Wednesday, August 31, 2011

Yoga From the Inside Out

Because cultural messages about our bodies are so strong and the forces that work to destroy our self-image are so pervasive, having others in our life to mirror to us acceptance and encouragement is crucial.

Christina Sell, Yoga From the Inside Out

I've had an off again, on again relationship with yoga. I first tried it in 1974. I knew nothing about yoga, was just curious. I was new to Dayton and had not yet found a job or made friends and my then husband was completely self absorbed in his first year of law school. I was lonely and thought maybe I'd make some new friends. I found it, well, embarrassing. Way too much attention to the body for me. I felt exposed. I was thin so it was not about the size of my body. It was about not feeling comfortable with my body. As I knew no one in the class or for that matter anyone else doing yoga it felt even more isolating than being alone. So I dropped out. End of yoga

Then, in 1985, after having my first ever massage with a very lovely woman who was also a yoga instructor and was looking for a place to hold a class in my part of town; I volunteered to host a yoga class in my home. This time I made it through all the sessions. It would have been awkward to not participate when it was in my house! The teacher had been trained in Yoga for Round Bodies but I did not know how to ask for help. I was kind of getting the hang of it when she found another, more public, location and I did not move on with the group. I believed I was not a physical person; I did not yet realize that yoga is a spiritual practice too.
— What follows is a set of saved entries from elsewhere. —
use serde::{Deserialize, Serialize};

use crate::client::ApiClient;
use crate::error::Result;
use crate::models::{House, HouseQuery, HouseSummary, Owner};

#[derive(Debug, Clone, Serialize, Deserialize)]
pub struct HouseList {
    pub list: Vec<HouseSummary>,
}

/// Fields accepted when creating or updating a house (host/admin side).
#[derive(Debug, Clone, Serialize, Deserialize)]
#[serde(rename_all = "camelCase")]
pub struct HouseForm {
    pub title: String,
    pub address: String,
    pub price: f64,
    pub image_url: String,
    pub tags: Vec<String>,
    pub description: String,
    #[serde(default, skip_serializing_if = "Option::is_none")]
    pub facilities: Option<Vec<String>>,
    #[serde(default, skip_serializing_if = "Option::is_none")]
    pub owner: Option<Owner>,
}

impl ApiClient {
    pub async fn list_houses(&self, query: &HouseQuery) -> Result<HouseList> {
        self.get_query("/houses", query).await
    }

    pub async fn house_detail(&self, id: &str) -> Result<House> {
        self.get(&format!("/houses/{id}")).await
    }

    pub async fn create_house(&self, form: &HouseForm) -> Result<House> {
        self.post("/houses", form).await
    }

    pub async fn update_house(&self, id: &str, form: &HouseForm) -> Result<House> {
        self.put(&format!("/houses/{id}"), form).await
    }

    pub async fn delete_house(&self, id: &str) -> Result<serde_json::Value> {
        self.delete(&format!("/houses/{id}")).await
    }
}
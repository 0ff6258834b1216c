//! Seed data for the mock backend.

use chrono::{NaiveDate, TimeZone, Utc};

use crate::models::{
    House, Order, OrderHouse, OrderStatus, Owner, Review, Reviewer, Role, User,
};

pub const ADMIN_EMAIL: &str = "admin@example.com";
pub const ADMIN_PASSWORD: &str = "123456";

const AVATAR_BASE: &str = "https://api.dicebear.com/7.x/avataaars/svg?seed=";

pub fn houses() -> Vec<House> {
    vec![
        House {
            id: "1".to_string(),
            title: "Seaview Twin Room".to_string(),
            address: "Haitang Bay, Sanya".to_string(),
            price: 458.0,
            image_url: "https://picsum.photos/800/600?random=1".to_string(),
            rating: 4.8,
            tags: vec![
                "seaview".to_string(),
                "twin".to_string(),
                "resort".to_string(),
            ],
            description: "Unobstructed 180-degree ocean view, three minutes on foot \
                          to the beach. Premium bedding, hot water around the clock, \
                          free WiFi."
                .to_string(),
            facilities: Some(vec![
                "Free WiFi".to_string(),
                "24h hot water".to_string(),
                "Air conditioning".to_string(),
                "TV".to_string(),
                "Fridge".to_string(),
                "Washing machine".to_string(),
            ]),
            owner: Some(Owner {
                name: "Mr. Zhang".to_string(),
                phone: "13800138000".to_string(),
                avatar: format!("{AVATAR_BASE}host1"),
            }),
        },
        House {
            id: "2".to_string(),
            title: "Modern Queen Room".to_string(),
            address: "Chaoyang District, Beijing".to_string(),
            price: 328.0,
            image_url: "https://picsum.photos/800/600?random=2".to_string(),
            rating: 4.6,
            tags: vec![
                "queen".to_string(),
                "downtown".to_string(),
                "metro".to_string(),
            ],
            description: "Next to the Sanlitun shopping district with easy transit. \
                          Minimalist interior with smart appliances throughout."
                .to_string(),
            facilities: Some(vec![
                "Smart lock".to_string(),
                "Floor heating".to_string(),
                "Air conditioning".to_string(),
                "Projector".to_string(),
                "Coffee machine".to_string(),
            ]),
            owner: Some(Owner {
                name: "Ms. Li".to_string(),
                phone: "13900139000".to_string(),
                avatar: format!("{AVATAR_BASE}host2"),
            }),
        },
        House {
            id: "3".to_string(),
            title: "Historic Courtyard Home".to_string(),
            address: "Dongcheng District, Beijing".to_string(),
            price: 688.0,
            image_url: "https://picsum.photos/800/600?random=3".to_string(),
            rating: 4.9,
            tags: vec![
                "courtyard".to_string(),
                "heritage".to_string(),
                "hutong".to_string(),
            ],
            description: "A restored century-old residence keeping its traditional \
                          architecture while adding present-day comforts."
                .to_string(),
            facilities: Some(vec![
                "Courtyard".to_string(),
                "Tea house".to_string(),
                "Air conditioning".to_string(),
                "Heating".to_string(),
                "Dedicated butler".to_string(),
            ]),
            owner: Some(Owner {
                name: "Mr. Wang".to_string(),
                phone: "13700137000".to_string(),
                avatar: format!("{AVATAR_BASE}host3"),
            }),
        },
    ]
}

pub fn users() -> Vec<User> {
    vec![
        User {
            id: "1".to_string(),
            username: "Administrator".to_string(),
            email: ADMIN_EMAIL.to_string(),
            avatar: Some(format!("{AVATAR_BASE}admin")),
            phone: None,
            role: Role::Admin,
        },
        User {
            id: "2".to_string(),
            username: "Demo User".to_string(),
            email: "demo@example.com".to_string(),
            avatar: Some(format!("{AVATAR_BASE}demo")),
            phone: None,
            role: Role::User,
        },
    ]
}

pub fn reviews() -> Vec<Review> {
    vec![
        Review {
            id: "1".to_string(),
            user_id: "2".to_string(),
            house_id: "1".to_string(),
            rating: 5,
            content: "Spotless room in a great location, and the host could not \
                      have been more welcoming!"
                .to_string(),
            images: Some(vec![
                "https://images.unsplash.com/photo-1522708323590-d24dbb6b0267?w=400".to_string(),
                "https://images.unsplash.com/photo-1502672260266-1c1ef2d93688?w=400".to_string(),
            ]),
            created_at: Utc.with_ymd_and_hms(2024, 3, 15, 8, 0, 0).unwrap(),
            user: Reviewer {
                username: "Zhang San".to_string(),
                avatar: format!("{AVATAR_BASE}1"),
            },
        },
        Review {
            id: "2".to_string(),
            user_id: "2".to_string(),
            house_id: "1".to_string(),
            rating: 4,
            content: "Nice stay overall, a little pricey though.".to_string(),
            images: None,
            created_at: Utc.with_ymd_and_hms(2024, 3, 14, 10, 30, 0).unwrap(),
            user: Reviewer {
                username: "Li Si".to_string(),
                avatar: format!("{AVATAR_BASE}2"),
            },
        },
    ]
}

pub fn orders() -> Vec<Order> {
    vec![
        Order {
            id: "1".to_string(),
            house_id: "1".to_string(),
            user_id: "2".to_string(),
            check_in: NaiveDate::from_ymd_opt(2024, 3, 20).unwrap(),
            check_out: NaiveDate::from_ymd_opt(2024, 3, 22).unwrap(),
            guests: 2,
            total_price: 916.0,
            status: OrderStatus::Confirmed,
            created_at: Utc.with_ymd_and_hms(2024, 3, 15, 8, 0, 0).unwrap(),
            house: Some(OrderHouse {
                title: "Seaview Twin Room".to_string(),
                image_url: "https://picsum.photos/800/600?random=1".to_string(),
                address: "Haitang Bay, Sanya".to_string(),
            }),
        },
        Order {
            id: "2".to_string(),
            house_id: "2".to_string(),
            user_id: "2".to_string(),
            check_in: NaiveDate::from_ymd_opt(2024, 4, 1).unwrap(),
            check_out: NaiveDate::from_ymd_opt(2024, 4, 3).unwrap(),
            guests: 1,
            total_price: 656.0,
            status: OrderStatus::Pending,
            created_at: Utc.with_ymd_and_hms(2024, 3, 16, 10, 30, 0).unwrap(),
            house: Some(OrderHouse {
                title: "Modern Queen Room".to_string(),
                image_url: "https://picsum.photos/800/600?random=2".to_string(),
                address: "Chaoyang District, Beijing".to_string(),
            }),
        },
    ]
}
In 2002 a friend's daughter was working toward her yoga teacher certification and needed a class to garner teaching hours. This time it was three couples doing downward dog in my living room.  By then I was embarassed by my size so I always took a place behind the others. I found the poses too revealing. Again, once the class was finished, so was I.

Then in 2005 I went to Kripalu in Massachusetts for a weekend class on animal communication. There were free yoga classes every morning so I thought I'd give it another try. The instructor, a normal sized person, said something that stopped me in my tracks. We were doing a twist in a seated position and she said, "Now gently move your tummy to the side and deepen your pose." What? Move your tummy? She did not appear to have a tummy to move! One of the reasons I did not persevere with yoga was because I always felt my stomach got in the way. I had never heard of someone "moving their tummy." This was a revelation. I could adjust my body and do the pose comfortably! It never occurred to me that a normal weight person had to adjust her tummy to do a pose. I thought it was a problem for me because I was overweight and I just had to feel terribly squished to even attempt the pose. Another example of the bad body messages I carried around; since I am heavy, I will suffer. The realization that even thin people might have a tummy to move and that adjusting the pose is normal made me weep with insight and relief.

Now, in 2011, I have another friend doing her yoga teacher training. Lori has taught me that yoga is for everyone and the emphasis is on you and your body, not on doing the perfect pose. And, that yoga is as much a spiritual practice as it is a physical practice. She also keeps reminding me that it is about practice, not perfection. Lori is teaching me to be fully present in my body. I do not think I have ever really done this before.  She introduced me to the book, Yoga From the Inside Out, quoted at the start of this post.


And that brings me to a sunny day in Dayton, Ohio. I'm sitting on my deck after my morning yoga, savoring some fresh fruit, and writing some notes from Yoga From the Inside Out into my journal. Now that I understand that yoga is both a spiritual and physical practice, with emphasis on the word practice, and that I can adapt that practice to me and my body; yoga feels right for me.

While in Florida recently, my goddaughter Kate and I went to  Yoga On the Beach,  morning yoga classes on beautiful Siesta Key Beach. She, and Lori, are part of my tribe who offer the acceptance and encouragement every woman needs about her body. And I am so grateful...

A rainbow backdrop for yoga on Siesta Key


  1. Dear Judy,

    This was a posting so true and honest that it went straight to my heart. THANK YOU!!

    I will look for the book and seriously, I have been thinking about doing Yoga, but just haven't found my niche. I'll try again.

    Judy, you don't want a camera like mine. It is a cheapie and I do work hard on photos, but the quality is bad. Mine is a little 139.00 Canon. Period. One of these days I'll treat myself to a good camera and really dig deeply into photography. I love how intimately we look at things with a close up lens.

    All joys to you,


  2. Sharon,

    Thanks for the lovely comment on my post. I hope you give yoga a try from this perspective.

    I'm trying to decide what kind of camera will work best for my blog and for the simple joy of producing beautiful photographs. I too love a macro look, amazing what is "there." Thanks for your inspiring blog. It makes my heart sing. I've added you to my Blogs I Follow list.


  3. I'm so glad you are liking the book and are joining me on the yogic journey. Accepting my body as it is is daily work for me, but the rewards are worth the work.